Collected data entries:
pub mod atmosphere;
pub mod display;
pub mod player;
pub mod setup;

pub use atmosphere::sync_atmosphere_settings;
pub use display::sync_vsync_settings;
pub use player::update_player_fill_light;
pub use setup::setup;
//! Startup scene: terrain, lights and the player.
//!
//! Generates a small area of terrain around the origin, spawns one mesh per
//! chunk, and drops the player high above the spawn column so a glide can be
//! started right away.
use bevy::prelude::*;
use glider::glide::GlideState;
use glider::player::{Player, PlayerLook};
use glider::settings::Settings;
use glider::world::{TerrainNoise, World, CHUNK_SIZE};

/// Height above the terrain the player spawns at.
const SPAWN_ALTITUDE: f32 = 60.0;

/// Generate the world, spawn chunk meshes, lights and the player camera.
#[allow(clippy::needless_pass_by_value, clippy::cast_possible_wrap, clippy::cast_precision_loss)]
pub fn setup(
    mut commands: Commands,
    mut meshes: ResMut<Assets<Mesh>>,
    mut materials: ResMut<Assets<StandardMaterial>>,
    settings: Res<Settings>,
) {
    let noise = TerrainNoise::default();
    let world = World::generate_area(&noise, settings.graphics.view_radius.max(0));

    let terrain_material = materials.add(StandardMaterial {
        base_color: Color::WHITE,
        perceptual_roughness: 0.9,
        metallic: 0.0,
        ..default()
    });

    let mut triangles = 0;
    for (&(cx, cz), chunk) in &world.chunks {
        let (mesh, tris) = chunk.build_mesh(&world, (cx, cz));
        triangles += tris;
        let size = CHUNK_SIZE as i32;
        commands.spawn(PbrBundle {
            mesh: meshes.add(mesh),
            material: terrain_material.clone(),
            transform: Transform::from_xyz((cx * size) as f32, 0.0, (cz * size) as f32),
            ..default()
        });
    }
    info!("spawned {} chunks ({triangles} triangles)", world.chunks.len());

    let spawn_y = world.surface_height(0, 0).unwrap_or(32.0) + SPAWN_ALTITUDE;
    commands.insert_resource(world);

    commands.spawn((
        DirectionalLightBundle {
            directional_light: DirectionalLight {
                illuminance: 8000.0,
                shadows_enabled: false,
                ..default()
            },
            transform: Transform::from_rotation(Quat::from_euler(
                bevy::math::EulerRot::YXZ,
                0.6,
                -0.9,
                0.0,
            )),
            ..default()
        },
        crate::Sun,
    ));

    commands.spawn((
        Camera3dBundle {
            transform: Transform::from_xyz(0.5, spawn_y, 0.5),
            ..default()
        },
        Player::default(),
        PlayerLook::default(),
        GlideState::from_config(&settings.glide),
        bevy_atmosphere::prelude::AtmosphereCamera::default(),
    ));

    commands.spawn((
        PointLightBundle {
            point_light: PointLight {
                intensity: 4000.0,
                range: 60.0,
                color: Color::srgb(0.9, 0.92, 1.0),
                shadows_enabled: false,
                ..default()
            },
            transform: Transform::from_xyz(0.5, spawn_y, 0.5),
            ..default()
        },
        crate::PlayerFillLight,
    ));

    commands.insert_resource(AmbientLight {
        color: Color::WHITE,
        brightness: 300.0,
    });
}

▶ _TASK GOAL_
Report every line of the entries that carries the word "StandardMaterial".

▶ _ANSWER SPACE_
    mut materials: ResMut<Assets<StandardMaterial>>,
    let terrain_material = materials.add(StandardMaterial {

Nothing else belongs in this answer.